_Exercise details_. Wherever the word "const" appears in a line of the data, that line should be copied.

(Dataset entries)
- - -

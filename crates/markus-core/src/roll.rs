//! Roll-number, cohort and label normalization rules.

use std::borrow::Cow;

/// Minimum accepted length of a normalized roll number.
pub const MIN_ROLL_LEN: usize = 5;

/// Prefix stripped from raw event sheet titles for display.
const EVENT_TITLE_PREFIX: &str = "MARKUS 2K26 - ";

/// Suffix Google Forms appends to response sheet titles.
const EVENT_TITLE_SUFFIX: &str = "(Responses)";

/// Batch prefix to cohort mapping for the current academic year.
const COHORTS: &[(&str, &str)] = &[("25", "I"), ("24", "II"), ("23", "III"), ("22", "IV")];

/// Normalizes a roll number: trimmed and uppercased.
#[must_use]
pub fn normalize_roll(raw: &str) -> String {
    raw.trim().to_uppercase()
}

/// Returns true if a normalized roll number is long enough to be accepted.
#[must_use]
pub fn is_acceptable_roll(roll_no: &str) -> bool {
    !roll_no.is_empty() && roll_no.chars().count() >= MIN_ROLL_LEN
}

/// Derives the cohort from the two-digit batch prefix of a roll number.
///
/// Unknown prefixes yield `None`.
#[must_use]
pub fn cohort_from_roll(roll_no: &str) -> Option<&'static str> {
    let prefix = roll_no.get(..2)?;
    COHORTS
        .iter()
        .find(|(batch, _)| *batch == prefix)
        .map(|(_, cohort)| *cohort)
}

/// Resolves a year: an explicit non-empty value wins, else the roll prefix.
#[must_use]
pub fn resolve_year(explicit: &str, roll_no: &str) -> String {
    let explicit = explicit.trim();
    if explicit.is_empty() {
        cohort_from_roll(roll_no).unwrap_or_default().to_string()
    } else {
        explicit.to_string()
    }
}

/// Maps a bare digit year (1-4) to its roman numeral; anything else is
/// returned unchanged.
#[must_use]
pub fn roman_year(year: &str) -> Cow<'_, str> {
    match year.trim() {
        "1" => Cow::Borrowed("I"),
        "2" => Cow::Borrowed("II"),
        "3" => Cow::Borrowed("III"),
        "4" => Cow::Borrowed("IV"),
        _ => Cow::Borrowed(year),
    }
}

/// Cleans a raw sheet/event title for display.
///
/// Drops the `MARKUS 2K26 - ` prefix and the `(Responses)` suffix and
/// collapses whitespace runs.
#[must_use]
pub fn display_event_name(event: &str) -> String {
    let cleaned = event
        .replace(EVENT_TITLE_PREFIX, "")
        .replace(EVENT_TITLE_SUFFIX, "");
    cleaned.split_whitespace().collect::<Vec<_>>().join(" ")
}

/// Normalizes a free-text department to a canonical name for reporting.
///
/// Known abbreviations map to a canonical name; everything else is
/// title-cased. Empty input yields `"Other"`.
#[must_use]
pub fn normalize_department(raw: &str) -> String {
    let trimmed = raw.trim();
    if trimmed.is_empty() {
        return "Other".to_string();
    }

    let key: String = trimmed
        .to_uppercase()
        .chars()
        .filter(|c| c.is_ascii_alphanumeric() || *c == '&')
        .collect();

    let canonical = match key.as_str() {
        "MSCIS&R" | "MSCISR" | "IS&R" | "ISR" => Some("MSc Information Science"),
        "MSCIT" => Some("MSc Information Technology"),
        "MSCSS" => Some("MSc Software Systems"),
        "MSCCT" => Some("MSc Computer Technology"),
        "MSCDS" => Some("MSc Data Science"),
        "BSC" => Some("BSc"),
        "BSCCT" => Some("BSc Computer Technology"),
        "BSCIT" => Some("BSc Information Technology"),
        "MCA" => Some("MCA"),
        "CSE" | "COMPUTERSCIENCE" | "COMPUTERSCIENCEANDENGINEERING" => Some("Computer Science"),
        "CSD" => Some("Computer Science & Design"),
        "CSBS" => Some("Computer Science & Business Systems"),
        "ECE" | "ELECTRONICS" | "ELECTRONICSANDCOMMUNICATION" => {
            Some("Electronics & Communication")
        }
        "EIE" | "ELECTRONICSANDINSTRUMENTATION" => Some("Electronics & Instrumentation"),
        "EEE" | "ELECTRICAL" | "ELECTRICALANDELECTRONICS" => Some("Electrical Engineering"),
        "MECH" | "MECHANICAL" | "MECHANICALENGINEERING" => Some("Mechanical"),
        "AUTO" | "AUTOMOBILE" | "AUTOMOBILEENGINEERING" => Some("Automobile Engineering"),
        "CIVIL" | "CIVILENGINEERING" => Some("Civil"),
        "IT" | "INFORMATIONTECHNOLOGY" => Some("Information Technology"),
        "AI" => Some("Artificial Intelligence"),
        "AIDS" | "AI&DS" => Some("AI & Data Science"),
        "AIML" | "AI&ML" => Some("AI & Machine Learning"),
        "CY" | "CYBER" | "CYBERSECURITY" => Some("Cyber Security"),
        "MBA" => Some("Business Administration"),
        "CHEMICAL" | "CHEMICALENGINEERING" => Some("Chemical Engineering"),
        "FT" | "FOODTECH" | "FOODTECHNOLOGY" => Some("Food Technology"),
        "BT" | "BIOTECH" | "BIOTECHNOLOGY" => Some("Biotechnology"),
        "TEXTILE" | "TEXTILETECHNOLOGY" => Some("Textile Technology"),
        "FASHION" | "FASHIONTECHNOLOGY" => Some("Fashion Technology"),
        _ => None,
    };

    canonical.map_or_else(|| title_case(trimmed), str::to_string)
}

fn title_case(value: &str) -> String {
    value
        .split_whitespace()
        .map(|word| {
            let mut chars = word.chars();
            chars.next().map_or_else(String::new, |first| {
                first.to_uppercase().chain(chars.flat_map(char::to_lowercase)).collect()
            })
        })
        .collect::<Vec<_>>()
        .join(" ")
}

- - -

_Answer to the exercise_.
pub const MIN_ROLL_LEN: usize = 5;
const EVENT_TITLE_PREFIX: &str = "MARKUS 2K26 - ";
const EVENT_TITLE_SUFFIX: &str = "(Responses)";
const COHORTS: &[(&str, &str)] = &[("25", "I"), ("24", "II"), ("23", "III"), ("22", "IV")];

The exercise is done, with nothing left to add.